__Task goal__. Copy out all lines from the entries below in which "exited" occurs.

__Recorded data__.
=== Begin Enclosure ===

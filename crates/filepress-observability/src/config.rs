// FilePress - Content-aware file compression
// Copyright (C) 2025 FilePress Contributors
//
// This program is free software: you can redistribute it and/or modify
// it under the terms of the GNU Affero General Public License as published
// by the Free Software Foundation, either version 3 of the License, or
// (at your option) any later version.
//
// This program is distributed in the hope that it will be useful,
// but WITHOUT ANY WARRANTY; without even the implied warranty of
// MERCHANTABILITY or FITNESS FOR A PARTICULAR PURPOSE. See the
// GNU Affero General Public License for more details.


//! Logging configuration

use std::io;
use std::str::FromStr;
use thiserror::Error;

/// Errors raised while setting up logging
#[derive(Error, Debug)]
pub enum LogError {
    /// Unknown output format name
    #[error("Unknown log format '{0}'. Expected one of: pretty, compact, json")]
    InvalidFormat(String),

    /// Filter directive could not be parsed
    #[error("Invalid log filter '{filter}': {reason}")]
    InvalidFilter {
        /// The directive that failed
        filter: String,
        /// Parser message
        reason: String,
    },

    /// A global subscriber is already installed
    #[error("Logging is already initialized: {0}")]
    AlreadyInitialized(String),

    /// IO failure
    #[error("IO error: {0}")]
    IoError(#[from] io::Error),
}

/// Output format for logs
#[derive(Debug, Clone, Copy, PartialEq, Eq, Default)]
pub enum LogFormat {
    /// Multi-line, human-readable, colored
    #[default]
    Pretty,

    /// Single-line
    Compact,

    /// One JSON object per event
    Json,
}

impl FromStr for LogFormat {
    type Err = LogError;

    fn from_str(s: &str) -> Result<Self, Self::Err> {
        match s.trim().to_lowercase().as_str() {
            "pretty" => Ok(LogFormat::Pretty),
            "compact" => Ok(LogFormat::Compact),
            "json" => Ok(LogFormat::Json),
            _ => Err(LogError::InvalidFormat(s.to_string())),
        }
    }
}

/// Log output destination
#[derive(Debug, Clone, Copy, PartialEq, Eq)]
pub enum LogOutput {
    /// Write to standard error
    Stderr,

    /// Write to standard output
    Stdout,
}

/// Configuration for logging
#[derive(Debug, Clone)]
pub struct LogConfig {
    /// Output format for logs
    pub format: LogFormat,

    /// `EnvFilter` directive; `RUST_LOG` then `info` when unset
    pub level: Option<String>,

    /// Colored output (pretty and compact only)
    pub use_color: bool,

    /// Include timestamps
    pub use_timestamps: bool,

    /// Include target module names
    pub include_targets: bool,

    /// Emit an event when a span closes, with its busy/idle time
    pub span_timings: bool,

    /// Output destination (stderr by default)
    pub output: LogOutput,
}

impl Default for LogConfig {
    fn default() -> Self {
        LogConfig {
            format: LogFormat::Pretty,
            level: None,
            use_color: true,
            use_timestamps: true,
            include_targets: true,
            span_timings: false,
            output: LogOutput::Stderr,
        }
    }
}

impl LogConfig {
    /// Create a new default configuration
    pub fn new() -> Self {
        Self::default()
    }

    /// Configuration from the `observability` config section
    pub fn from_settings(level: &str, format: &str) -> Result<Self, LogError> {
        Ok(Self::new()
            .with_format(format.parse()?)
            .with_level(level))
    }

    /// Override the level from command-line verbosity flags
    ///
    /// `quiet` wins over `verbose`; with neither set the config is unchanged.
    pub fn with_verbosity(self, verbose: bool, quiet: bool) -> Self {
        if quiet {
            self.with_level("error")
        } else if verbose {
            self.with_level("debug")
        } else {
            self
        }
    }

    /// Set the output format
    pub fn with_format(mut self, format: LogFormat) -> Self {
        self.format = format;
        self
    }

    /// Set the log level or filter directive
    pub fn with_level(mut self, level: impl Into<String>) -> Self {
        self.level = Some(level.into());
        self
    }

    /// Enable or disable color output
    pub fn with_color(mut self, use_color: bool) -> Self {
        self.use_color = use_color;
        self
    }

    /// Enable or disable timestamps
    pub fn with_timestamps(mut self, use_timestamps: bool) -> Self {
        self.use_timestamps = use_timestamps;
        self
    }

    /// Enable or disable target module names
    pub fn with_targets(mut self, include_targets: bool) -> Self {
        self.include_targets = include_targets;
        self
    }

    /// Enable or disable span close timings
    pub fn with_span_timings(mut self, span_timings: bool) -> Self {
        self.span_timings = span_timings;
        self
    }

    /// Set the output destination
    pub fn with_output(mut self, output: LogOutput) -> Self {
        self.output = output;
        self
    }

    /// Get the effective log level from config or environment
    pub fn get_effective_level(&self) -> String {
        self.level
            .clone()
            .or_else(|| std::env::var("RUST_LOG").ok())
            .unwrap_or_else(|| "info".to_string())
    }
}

=== End Enclosure ===
=== Begin Enclosure ===

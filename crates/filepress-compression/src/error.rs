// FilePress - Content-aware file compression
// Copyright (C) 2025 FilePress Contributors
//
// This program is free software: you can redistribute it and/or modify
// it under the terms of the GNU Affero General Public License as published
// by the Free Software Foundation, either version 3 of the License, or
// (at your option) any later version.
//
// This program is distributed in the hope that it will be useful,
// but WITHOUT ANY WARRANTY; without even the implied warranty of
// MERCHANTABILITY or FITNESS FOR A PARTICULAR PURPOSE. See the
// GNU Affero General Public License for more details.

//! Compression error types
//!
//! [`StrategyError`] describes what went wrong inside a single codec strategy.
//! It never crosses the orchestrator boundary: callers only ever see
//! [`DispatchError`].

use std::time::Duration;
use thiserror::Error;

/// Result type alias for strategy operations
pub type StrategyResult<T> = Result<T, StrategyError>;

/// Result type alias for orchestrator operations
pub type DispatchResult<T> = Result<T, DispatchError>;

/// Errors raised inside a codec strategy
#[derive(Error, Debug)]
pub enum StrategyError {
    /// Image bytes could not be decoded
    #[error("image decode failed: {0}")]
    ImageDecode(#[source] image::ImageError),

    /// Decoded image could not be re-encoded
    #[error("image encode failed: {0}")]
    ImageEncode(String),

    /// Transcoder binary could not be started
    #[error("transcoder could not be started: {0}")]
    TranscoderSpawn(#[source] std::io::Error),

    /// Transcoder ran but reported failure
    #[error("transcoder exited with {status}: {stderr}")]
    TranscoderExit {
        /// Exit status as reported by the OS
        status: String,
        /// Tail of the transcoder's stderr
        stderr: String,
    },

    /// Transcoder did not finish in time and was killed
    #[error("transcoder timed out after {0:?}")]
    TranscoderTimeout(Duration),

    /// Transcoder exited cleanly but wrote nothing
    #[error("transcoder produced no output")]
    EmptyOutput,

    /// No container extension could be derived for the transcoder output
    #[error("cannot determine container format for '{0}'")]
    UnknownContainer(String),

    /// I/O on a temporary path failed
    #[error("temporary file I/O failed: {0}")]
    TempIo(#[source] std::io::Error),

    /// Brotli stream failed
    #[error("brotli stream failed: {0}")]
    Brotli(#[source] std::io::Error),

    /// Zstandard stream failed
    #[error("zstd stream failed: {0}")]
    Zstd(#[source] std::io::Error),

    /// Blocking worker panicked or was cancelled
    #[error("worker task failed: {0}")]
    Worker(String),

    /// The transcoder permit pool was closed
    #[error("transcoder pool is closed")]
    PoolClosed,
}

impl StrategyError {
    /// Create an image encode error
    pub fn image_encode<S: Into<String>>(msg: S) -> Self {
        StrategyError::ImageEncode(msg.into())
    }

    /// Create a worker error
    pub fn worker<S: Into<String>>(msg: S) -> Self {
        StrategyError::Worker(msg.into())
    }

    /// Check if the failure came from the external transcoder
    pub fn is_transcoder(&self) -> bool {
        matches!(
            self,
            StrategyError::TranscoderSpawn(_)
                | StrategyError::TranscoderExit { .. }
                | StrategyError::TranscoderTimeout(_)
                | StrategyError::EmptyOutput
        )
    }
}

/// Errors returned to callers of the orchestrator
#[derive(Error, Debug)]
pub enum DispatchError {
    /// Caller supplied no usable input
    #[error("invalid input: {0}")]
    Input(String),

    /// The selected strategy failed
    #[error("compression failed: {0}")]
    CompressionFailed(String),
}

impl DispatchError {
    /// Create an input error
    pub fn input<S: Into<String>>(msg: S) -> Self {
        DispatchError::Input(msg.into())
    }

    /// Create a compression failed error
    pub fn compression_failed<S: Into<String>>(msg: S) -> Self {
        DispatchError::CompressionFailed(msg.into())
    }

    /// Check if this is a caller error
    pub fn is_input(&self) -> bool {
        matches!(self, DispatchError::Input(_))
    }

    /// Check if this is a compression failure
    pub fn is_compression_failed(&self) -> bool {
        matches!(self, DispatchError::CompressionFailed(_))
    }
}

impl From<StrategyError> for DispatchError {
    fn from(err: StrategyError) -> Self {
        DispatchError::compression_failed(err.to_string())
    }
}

=== End Enclosure ===

__Written solution__.
    #[error("transcoder exited with {status}: {stderr}")]
    /// Transcoder exited cleanly but wrote nothing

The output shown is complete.